Friday, May 15, 2009

Sympathy / no sympathy?

Sometimes, I don't have sympathy, even when, perhaps, I should:

1. R.I. Mayor: Let's Tax College Students

The mayor of Providence wants to slap a $150-per-semester tax on the 25,000 full-time students at Brown University and three other private colleges in the city, saying they use resources and should help ease the burden on struggling taxpayers....

"We want to support the city as best we can, but financially is not really what we can afford to give," said Heather Lee, president of the Brown Graduate Student Council. "We're more able to provide labor, we're more able to apply the things that we're learning in the classroom, than we are to write a $300 check."

My take: Ummm.... no. Brown kids are, overwhelmingly, loaded. They can afford a hell of a lot more, and, plus, the taxes will probably just get rolled into the tuition, which loans / parents will take care of. If they wanted to argue it from philosophical grounds, fine, but not this "empty wallet" pantomime by Ivy Leaguers.

2. This is from a journalist I know and respect, but I have trouble seeing her side of the issue:

In the fall quarter of my last year at XXXXX, I wrote what turned out to be a pretty miserable weekly column for the Daily XXXXX.... The problem now is that, thanks to the Daily’s unbelievable Google mojo, some of those admittedly bad columns appear high up on the first page of my own Google search results... My professional work – work I’m actually proud of – for much larger, national publications is buried down below.

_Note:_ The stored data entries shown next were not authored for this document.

use serde::ser::SerializeMap;
use serde::{Serialize, Serializer};
use serde_json::{Map, Value};

use crate::model::{format_timestamp, parse_timestamp, EntityKind, Id, Timestamp};

/// One row of any catalog entity. `fields` holds every declared field of the
/// entity, with `Value::Null` standing for SQL NULL.
#[derive(Debug, Clone, PartialEq)]
pub struct Record {
    pub kind: EntityKind,
    pub id: Id,
    pub fields: Map<String, Value>,
    pub created_at: Timestamp,
    pub updated_at: Timestamp,
}

impl Record {
    pub fn new(kind: EntityKind, id: Id, fields: Map<String, Value>, now: Timestamp) -> Self {
        Self {
            kind,
            id,
            fields,
            created_at: now,
            updated_at: now,
        }
    }

    /// Field value, treating null as absent.
    pub fn get(&self, field: &str) -> Option<&Value> {
        self.fields.get(field).filter(|value| !value.is_null())
    }

    pub fn get_str(&self, field: &str) -> Option<&str> {
        self.get(field).and_then(Value::as_str)
    }

    pub fn get_i64(&self, field: &str) -> Option<i64> {
        self.get(field).and_then(Value::as_i64)
    }

    pub fn get_bool(&self, field: &str) -> Option<bool> {
        self.get(field).and_then(Value::as_bool)
    }

    pub fn get_id(&self, field: &str) -> Option<Id> {
        self.get_str(field).and_then(|raw| Id::parse_str(raw).ok())
    }

    /// Comma-separated values of `fields`, for conflict messages.
    pub fn describe_values(&self, fields: &[&str]) -> String {
        fields
            .iter()
            .map(|name| match *name {
                "id" => self.id.to_string(),
                name => self
                    .fields
                    .get(name)
                    .map(display_value)
                    .unwrap_or_default(),
            })
            .collect::<Vec<_>>()
            .join(", ")
    }

    /// Flat JSON object with the system columns included; the shape used both
    /// on the wire and in the PostgreSQL row mapping.
    pub fn to_json(&self) -> Value {
        let mut object = Map::with_capacity(self.fields.len() + 3);
        object.insert("id".to_string(), Value::String(self.id.to_string()));
        for (name, value) in &self.fields {
            object.insert(name.clone(), value.clone());
        }
        object.insert(
            "created_at".to_string(),
            Value::String(format_timestamp(&self.created_at)),
        );
        object.insert(
            "updated_at".to_string(),
            Value::String(format_timestamp(&self.updated_at)),
        );
        Value::Object(object)
    }

    /// Inverse of [`Record::to_json`]. Keys not listed in `field_names` are
    /// dropped; listed keys that are missing become null.
    pub fn from_json(kind: EntityKind, field_names: &[&str], value: Value) -> Option<Self> {
        let Value::Object(mut object) = value else {
            return None;
        };
        let id = object
            .remove("id")
            .and_then(|v| v.as_str().and_then(|raw| Id::parse_str(raw).ok()))?;
        let created_at = object
            .remove("created_at")
            .and_then(|v| v.as_str().and_then(parse_timestamp))?;
        let updated_at = object
            .remove("updated_at")
            .and_then(|v| v.as_str().and_then(parse_timestamp))?;

        let mut fields = Map::with_capacity(field_names.len());
        for name in field_names {
            let value = object.remove(*name).unwrap_or(Value::Null);
            fields.insert((*name).to_string(), value);
        }

        Some(Self {
            kind,
            id,
            fields,
            created_at,
            updated_at,
        })
    }
}

/// Text as-is, anything else in its JSON form.
pub fn display_value(value: &Value) -> String {
    match value {
        Value::String(text) => text.clone(),
        other => other.to_string(),
    }
}

impl Serialize for Record {
    fn serialize<S: Serializer>(&self, serializer: S) -> Result<S::Ok, S::Error> {
        let mut map = serializer.serialize_map(Some(self.fields.len() + 3))?;
        map.serialize_entry("id", &self.id)?;
        for (name, value) in &self.fields {
            map.serialize_entry(name, value)?;
        }
        map.serialize_entry("created_at", &format_timestamp(&self.created_at))?;
        map.serialize_entry("updated_at", &format_timestamp(&self.updated_at))?;
        map.end()
    }
}

#[cfg(test)]
mod tests {
    use super::*;
    use chrono::{TimeZone, Utc};
    use serde_json::json;

    fn sample() -> Record {
        let now = Utc.with_ymd_and_hms(2024, 5, 6, 7, 8, 9).unwrap();
        let mut fields = Map::new();
        fields.insert("code".to_string(), json!("QUA"));
        fields.insert("parent_id".to_string(), Value::Null);
        Record::new(EntityKind::Area, crate::model::generate_id(), fields, now)
    }

    #[test]
    fn test_null_reads_as_absent() {
        let record = sample();
        assert_eq!(record.get_str("code"), Some("QUA"));
        assert!(record.get("parent_id").is_none());
        assert!(record.get("missing").is_none());
    }

    #[test]
    fn test_json_round_trip() {
        let record = sample();
        let json = record.to_json();
        assert_eq!(json["created_at"], "2024-05-06T07:08:09.000000Z");
        let back = Record::from_json(EntityKind::Area, &["code", "parent_id"], json).unwrap();
        assert_eq!(back, record);
    }

    #[test]
    fn test_serialize_matches_to_json() {
        let record = sample();
        assert_eq!(serde_json::to_value(&record).unwrap(), record.to_json());
    }
}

I now find myself in a bit of a battle with the Students Publishing Company Board. They’ve (understandably) refused to take the stories down, but I was told that if I assemble a group of alums who share my frustrations, our opinions may be considered and “darkening” the stories -- a.k.a. keeping them on the site as is, but making them invisible to major search engines -- could be a possibility....

OK. So the issues are:

1. The author is not proud of these articles, which were written a long time ago and are now resurfacing.
2. These articles are ranking higher than her previous work
3. At the time of her writing, she was unaware of Search Engine Optimization and that this would happen
4. She feels the articles are hers and, therefore, she should be able to determine what ranking they receive on another hosts

More when I have a sec...


Ilan Goodman said...

Taxing college students is stupid, regardless of if they are "loaded" (a slightly subjective assessment on your part--think if someone not "loaded" couldn't go to Brown for lack of an extra 1200 to pony up in taxes) or not.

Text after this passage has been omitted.